Care Coordination for Aging Parents: One Person Who Manages Everything

Your parent sees three specialists, takes seven medications, and just got referred to home care — but nobody is talking to each other. Care coordination solves that. One dedicated person who manages the full picture.

At a glance

  • One dedicated care manager who knows your parent's full situation

  • Coordinates doctors, medications, insurance, and home services

  • Covered by Medicare through Chronic Care Management

  • 90% of Hera clients pay $0 out of pocket

That's the problem care coordination solves. One dedicated person who knows your parent's full situation — every doctor, every medication, every insurance question — and makes sure nothing falls through the cracks.

At Hera, that person is called a Hero. They're licensed geriatric social workers who coordinate all aspects of your parent's care, from medical appointments and medication management to insurance navigation and home care referrals. And because Hera bills through Medicare, 90% of families pay $0 out of pocket.

What Is Care Coordination?

Care coordination is the process of organizing your parent's healthcare across every provider, service, and system they touch. In plain terms: it means one professional manages the full picture so you don't have to.

For an aging parent, "the full picture" is bigger than most families realize. A typical older adult with chronic conditions sees four to seven different providers — a primary care doctor, one or two specialists, a pharmacist, maybe a home health nurse, possibly a social worker at the hospital. Each provider handles their piece; nobody handles the whole.

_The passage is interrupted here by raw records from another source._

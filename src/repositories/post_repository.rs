use diesel::prelude::*;
use diesel::SqliteConnection;

use crate::{
    database::StoreError,
    models::{ NewPost, Post, UpdatePost },
    schema::posts,
};

/// Single-statement access to the `posts` table. Every write commits on its own.
pub struct PostRepository;

impl PostRepository {
    // LIST POSTS, NEWEST FIRST
    pub fn list_all(conn: &mut SqliteConnection) -> Result<Vec<Post>, StoreError> {
        // `created` has one-second resolution, so id breaks ties
        let all_posts = posts::table
            .order((posts::created.desc(), posts::id.desc()))
            .select(Post::as_select())
            .load::<Post>(conn)?;

        Ok(all_posts)
    }

    // GET POST BY ID
    pub fn get(conn: &mut SqliteConnection, post_id: i64) -> Result<Option<Post>, StoreError> {
        let post = posts::table
            .find(post_id)
            .select(Post::as_select())
            .first::<Post>(conn)
            .optional()?;

        Ok(post)
    }

    // CREATE POST
    pub fn insert(conn: &mut SqliteConnection, new_post: &NewPost) -> Result<Post, StoreError> {
        let post = diesel
            ::insert_into(posts::table)
            .values(new_post)
            .returning(Post::as_returning())
            .get_result(conn)?;

        Ok(post)
    }

    // UPDATE POST: returns the number of rows touched, 0 for an unknown id
    pub fn update(
        conn: &mut SqliteConnection,
        post_id: i64,
        changes: &UpdatePost
    ) -> Result<usize, StoreError> {
        let affected = diesel::update(posts::table.find(post_id)).set(changes).execute(conn)?;

        Ok(affected)
    }

    // DELETE POST: returns the number of rows removed, 0 for an unknown id
    pub fn delete(conn: &mut SqliteConnection, post_id: i64) -> Result<usize, StoreError> {
        let affected = diesel::delete(posts::table.find(post_id)).execute(conn)?;

        Ok(affected)
    }

    pub fn count(conn: &mut SqliteConnection) -> Result<i64, StoreError> {
        let total = posts::table.count().get_result::<i64>(conn)?;

        Ok(total)
    }
}
use axum::{ extract::State, http::StatusCode, response::{ Html, IntoResponse, Response } };
use std::sync::Arc;
use crate::{ AppState, errors::{ HttpError, ErrorMessage }, views::Page };

/// The HTML 404 page. Pending flash messages are left alone here: a stray
/// asset request must not consume them.
pub fn not_found_page(state: &AppState) -> Response {
    let page = Page::NotFound { message: ErrorMessage::NotFound.to_string() };

    match state.templates.render(&page, &[]) {
        Ok(body) => (StatusCode::NOT_FOUND, Html(body)).into_response(),
        Err(e) => HttpError::from(e).into_response(),
    }
}

pub async fn handler_404(State(state): State<Arc<AppState>>) -> Response {
    not_found_page(&state)
}

pub async fn health_check() -> &'static str {
    "OK"
}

That gap is where things go wrong. A medication change from one doctor conflicts with a prescription from another. A referral gets lost between offices. Insurance denies a claim because the paperwork wasn't filed correctly. The family doesn't find out until something breaks.

What Care Coordination Looks Like Day to Day

A care coordinator — sometimes called a care manager — is the person who prevents all of that. On any given day, they might:

  • Review a new prescription against your parent's full medication list to check for interactions

  • File an insurance appeal for a prescription that wasn’t approved but should be

  • Follow up on a home care referral that's been sitting unapproved for two weeks

  • Help your parent apply for a benefits program they didn't know they qualified for

  • Call you with a clear summary of what changed this week and what happens next

It's the work that keeps everything running — and it's the work that families are usually doing themselves, late at night, between their own jobs and other responsibilities.

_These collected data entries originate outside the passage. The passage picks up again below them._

use handlebars::{ Handlebars, RenderError };
use serde::Serialize;
use serde_json::{ json, Value };

use crate::{ config::ConfigError, dto::PostForm, models::{ Flash, Post } };

const LAYOUT: &str = include_str!("../../templates/layout.hbs");
const INDEX: &str = include_str!("../../templates/index.hbs");
const CREATE: &str = include_str!("../../templates/create.hbs");
const EDIT: &str = include_str!("../../templates/edit.hbs");
const NOT_FOUND: &str = include_str!("../../templates/not_found.hbs");

const CREATED_FORMAT: &str = "%Y-%m-%d %H:%M";

/// A page the handlers can ask to have rendered.
#[derive(Debug, Clone, PartialEq)]
pub enum Page {
    Index {
        posts: Vec<Post>,
    },
    Create {
        form: PostForm,
    },
    Edit {
        post: Post,
        form: PostForm,
    },
    NotFound {
        message: String,
    },
}

#[derive(Serialize)]
struct PostView<'a> {
    id: i64,
    title: &'a str,
    content: &'a str,
    created: String,
}

impl<'a> From<&'a Post> for PostView<'a> {
    fn from(post: &'a Post) -> Self {
        Self {
            id: post.id,
            title: &post.title,
            content: &post.content,
            created: post.created.format(CREATED_FORMAT).to_string(),
        }
    }
}

impl Page {
    pub fn template_name(&self) -> &'static str {
        match self {
            Page::Index { .. } => "index",
            Page::Create { .. } => "create",
            Page::Edit { .. } => "edit",
            Page::NotFound { .. } => "not_found",
        }
    }

    fn context(&self, flashes: &[Flash]) -> Value {
        match self {
            Page::Index { posts } => {
                let posts: Vec<PostView<'_>> = posts.iter().map(PostView::from).collect();
                json!({ "title": "Posts", "flashes": flashes, "posts": posts })
            }
            Page::Create { form } => {
                json!({ "title": "Create a New Post", "flashes": flashes, "form": form })
            }
            Page::Edit { post, form } => {
                json!({
                    "title": format!("Edit {}", post.title),
                    "flashes": flashes,
                    "post": PostView::from(post),
                    "form": form,
                })
            }
            Page::NotFound { message } => {
                json!({ "title": "Not Found", "flashes": flashes, "message": message })
            }
        }
    }
}

/// The compiled page templates, built once at startup and shared by every request.
pub struct Templates {
    registry: Handlebars<'static>,
}

impl Templates {
    pub fn new() -> Result<Self, ConfigError> {
        let mut registry = Handlebars::new();
        registry.register_partial("layout", LAYOUT)?;
        registry.register_template_string("index", INDEX)?;
        registry.register_template_string("create", CREATE)?;
        registry.register_template_string("edit", EDIT)?;
        registry.register_template_string("not_found", NOT_FOUND)?;

        Ok(Self { registry })
    }

    pub fn render(&self, page: &Page, flashes: &[Flash]) -> Result<String, RenderError> {
        self.registry.render(page.template_name(), &page.context(flashes))
    }
}
use std::{ env, path::{ Path, PathBuf } };

use serde::Deserialize;
use thiserror::Error;

pub const DEFAULT_DATABASE_PATH: &str = "instance/database.db";

#[derive(Error, Debug)]
pub enum ConfigError {
    #[error("Configuration error: {0}")] Config(String),

    #[error("Template error: {0}")] Template(#[from] handlebars::TemplateError),

    #[error("Storage error: {0}")] Storage(#[from] crate::database::StoreError),
}

/*
DatabaseConfig is split in two:
      - RawDatabaseConfig holds the values exactly as read from the environment
      - DatabaseConfig holds the validated, typed values
*/

#[derive(Debug, Deserialize, Clone)]
pub struct RawDatabaseConfig {
    pub database_path: String,
}

impl RawDatabaseConfig {
    pub fn validate(&self) -> Result<(), ConfigError> {
        if self.database_path.trim().is_empty() {
            return Err(ConfigError::Config("DATABASE_PATH cannot be empty".into()));
        }
        if self.database_path.trim() == ":memory:" {
            // every request opens its own connection, so an in-memory database would be empty each time
            return Err(ConfigError::Config("DATABASE_PATH must point at a file".into()));
        }

        Ok(())
    }
}

#[derive(Debug, Clone)]
pub struct DatabaseConfig {
    pub database_path: PathBuf,
}

impl DatabaseConfig {
    /// Build from a RawDatabaseConfig.
    pub fn from_raw(raw: RawDatabaseConfig) -> Result<Self, ConfigError> {
        raw.validate()?;

        Ok(Self {
            database_path: PathBuf::from(raw.database_path.trim()),
        })
    }

    /// Load from environment variables, falling back to `instance/database.db`.
    pub fn new() -> Result<Self, ConfigError> {
        let raw = RawDatabaseConfig {
            database_path: env
                ::var("DATABASE_PATH")
                .unwrap_or_else(|_| DEFAULT_DATABASE_PATH.to_string()),
        };

        DatabaseConfig::from_raw(raw)
    }

    pub fn with_path(path: impl AsRef<Path>) -> Self {
        Self {
            database_path: path.as_ref().to_path_buf(),
        }
    }

    /// Connection string handed to `SqliteConnection::establish`.
    pub fn database_url(&self) -> String {
        self.database_path.to_string_lossy().into_owned()
    }
}
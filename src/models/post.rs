use chrono::NaiveDateTime;
use diesel::prelude::*;
use serde::{ Deserialize, Serialize };
use crate::schema::posts;

#[derive(Debug, Clone, PartialEq, Queryable, Selectable, Serialize)]
#[diesel(table_name = posts)]
#[diesel(check_for_backend(diesel::sqlite::Sqlite))]
pub struct Post {
    pub id: i64,
    pub created: NaiveDateTime,
    pub title: String,
    pub content: String,
}

#[derive(Insertable, Deserialize, Clone)]
#[diesel(table_name = posts)]
pub struct NewPost {
    pub title: String,
    pub content: String,
}

// title and content are always overwritten together
#[derive(AsChangeset, Deserialize, Clone)]
#[diesel(table_name = posts)]
pub struct UpdatePost {
    pub title: String,
    pub content: String,
}
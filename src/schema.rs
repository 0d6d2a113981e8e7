diesel::table! {
    posts (id) {
        id -> BigInt,
        created -> Timestamp,
        title -> Text,
        content -> Text,
    }
}
use std::sync::Arc;
use axum::{ routing::{ get, post }, Router };
use crate::{ AppState, handlers::post_handlers::* };

// POST ROUTER
pub fn post_routes() -> Router<Arc<AppState>> {
    Router::new()
        .route("/", get(index))
        .route("/create", get(create_form).post(create_post))
        .route("/{id}/edit", get(edit_form).post(edit_post))
        .route("/{id}/delete", post(delete_post))
}
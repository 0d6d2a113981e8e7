pub mod connection;
pub mod init;

use thiserror::Error;

pub use connection::RequestConnection;
pub use init::{ init_schema, prepare_storage };

/// Failures coming out of the SQLite backend. None of these are recovered;
/// they end the request with a server error.
#[derive(Error, Debug)]
pub enum StoreError {
    #[error("Connection error: {0}")] Connection(#[from] diesel::ConnectionError),

    #[error("Query error: {0}")] Query(#[from] diesel::result::Error),

    #[error("Storage I/O error: {0}")] Io(#[from] std::io::Error),
}
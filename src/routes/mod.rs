use std::sync::Arc;

use axum::Router;

use crate::AppState;

pub mod general_router;
pub mod posts_router;

use general_router::general_routes;
use posts_router::post_routes;

/// Main application router assembly function
pub fn create_router() -> Router<Arc<AppState>> {
    Router::new()
        // blog pages
        .merge(post_routes())
        // health check and 404 fallback
        .merge(general_routes())
}
use serde::{ Deserialize, Serialize };

/// Longest post title quoted back in a status message, in characters.
pub const MAX_QUOTED_TITLE_CHARS: usize = 80;

/// Category of a status message, rendered as the `flash-<level>` CSS class.
#[derive(Debug, Clone, Copy, PartialEq, Eq, Serialize, Deserialize)]
#[serde(rename_all = "lowercase")]
pub enum FlashLevel {
    Success,
    Error,
}

/// A transient, single-use status message shown on the next rendered page.
#[derive(Debug, Clone, PartialEq, Eq, Serialize, Deserialize)]
pub struct Flash {
    pub level: FlashLevel,
    pub message: String,
}

impl Flash {
    pub fn success(message: impl Into<String>) -> Self {
        Self {
            level: FlashLevel::Success,
            message: message.into(),
        }
    }

    pub fn error(message: impl Into<String>) -> Self {
        Self {
            level: FlashLevel::Error,
            message: message.into(),
        }
    }

    pub fn post_created() -> Self {
        Self::success("Post created successfully!")
    }

    pub fn post_updated() -> Self {
        Self::success("Post updated successfully!")
    }

    pub fn post_deleted(title: &str) -> Self {
        Self::success(format!("Post '{}' deleted successfully!", quoted_title(title)))
    }
}

fn quoted_title(title: &str) -> String {
    match title.char_indices().nth(MAX_QUOTED_TITLE_CHARS) {
        Some((cut, _)) => format!("{}…", &title[..cut]),
        None => title.to_string(),
    }
}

Why Care Coordination Matters

The numbers tell the story. Adults over 65 with multiple chronic conditions account for more than 90% of Medicare spending. They see more providers, take more medications, and navigate more complex insurance situations than any other group. And yet, there's often no single person responsible for making sure all those moving parts connect.

The result: duplicated tests, conflicting medications, missed follow-ups, preventable emergency room visits, and family members burning out trying to manage it all through phone calls and spreadsheets.

Care coordination fixes the structural problem. Instead of each provider working in isolation, one professional sits at the center and keeps everyone aligned.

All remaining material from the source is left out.